Chicken and Cheese Crescent Chimichangas
1/2 c. chopped onion 2 garlic cloves, minced 3 T. oil 2-1/2 c. cooked chicken 2(8 oz) cans Pillsbury refrigerated quick crescent dinner rolls 1/2 c. salsa 2 c. shredded cheddar cheese sour cream salsa
Heat oven to 350 degrees. Grease large cookie shhet. In large skillet, cook and stir onion and garlic in oil until onion is tender. Add chicken;cook over low heat until thoroughtly heated, stirring occasionally. Remove from heat.
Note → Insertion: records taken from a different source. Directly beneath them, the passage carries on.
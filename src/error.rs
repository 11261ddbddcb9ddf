//! Error types for the forwarder.

use hickory_proto::rr::RecordType;
use thiserror::Error;

/// Result type alias used across the crate.
pub type Result<T> = std::result::Result<T, Error>;

/// Errors raised while resolving, dialing or configuring upstreams.
#[derive(Debug, Error)]
pub enum Error {
    /// I/O error on a socket or file.
    #[error("I/O error: {0}")]
    Io(#[from] std::io::Error),

    /// DNS wire-format encode/decode error.
    #[error("DNS message error: {0}")]
    Proto(#[from] hickory_proto::ProtoError),

    /// DNS-over-HTTPS transport error.
    #[error("HTTP error: {0}")]
    Http(#[from] reqwest::Error),

    /// DNS-over-HTTPS server answered with something other than 200.
    #[error("DoH server returned {0}")]
    Status(reqwest::StatusCode),

    /// TLS setup or handshake error.
    #[error("TLS error: {0}")]
    Tls(String),

    /// Forward proxy refused or broke the tunnel.
    #[error("proxy error: {0}")]
    Proxy(String),

    /// Exchange did not finish before its deadline.
    #[error("timed out")]
    Timeout,

    /// Upstream answered with a message that does not match the request.
    #[error("unexpected response: {0}")]
    Response(String),

    /// The system resolver cannot synthesise answers for this type.
    #[error("not supported query type for local lookup: {0}")]
    UnsupportedQueryType(RecordType),

    /// Platform resolver lookup failed.
    #[error("system lookup failed: {0}")]
    System(String),

    /// A tier was raced with no clients in it.
    #[error("no DNS clients")]
    NoClients,

    /// Every client in a tier failed; carries the last failure seen.
    #[error("all {attempts} DNS clients failed, last error: {last}")]
    AllFailed { attempts: usize, last: Box<Error> },

    /// Invalid configuration value.
    #[error("configuration error: {0}")]
    Config(String),

    #[error("self-test failed: {0}")]
    SelfTest(String),
}

impl Error {
    /// True for deadline expiry, which is logged differently from transport failures.
    pub fn is_timeout(&self) -> bool {
        match self {
            Error::Timeout => true,
            Error::Io(e) => e.kind() == std::io::ErrorKind::TimedOut,
            Error::Http(e) => e.is_timeout(),
            Error::AllFailed { last, .. } => last.is_timeout(),
            _ => false,
        }
    }
}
Separate dough into 8 rectangles; firmly press perforations to seal. Spread rounded 2 teaspoons of the salsa on each rectangle to within 1/2 inch of edges. Stir 1 cup of the cheese into chicken mixture. Sppon heaping 1/3 cup chicken mixture onhalf or each rectangle. Starting at shortest side topped with chicken, roll up; pinch ends to seal. Place, seam side down, on greased cookie sheet.
Bake at 350 degrees for 16 to 21 minutes or until golden brown. Remove from oven; top each with about 2 tablespoons of the remaining cheese. Bake an additional 1 to 2 minutes or until cheese is melted. Serve with sour cream and additional salsa.
Makes 8 sandwiches.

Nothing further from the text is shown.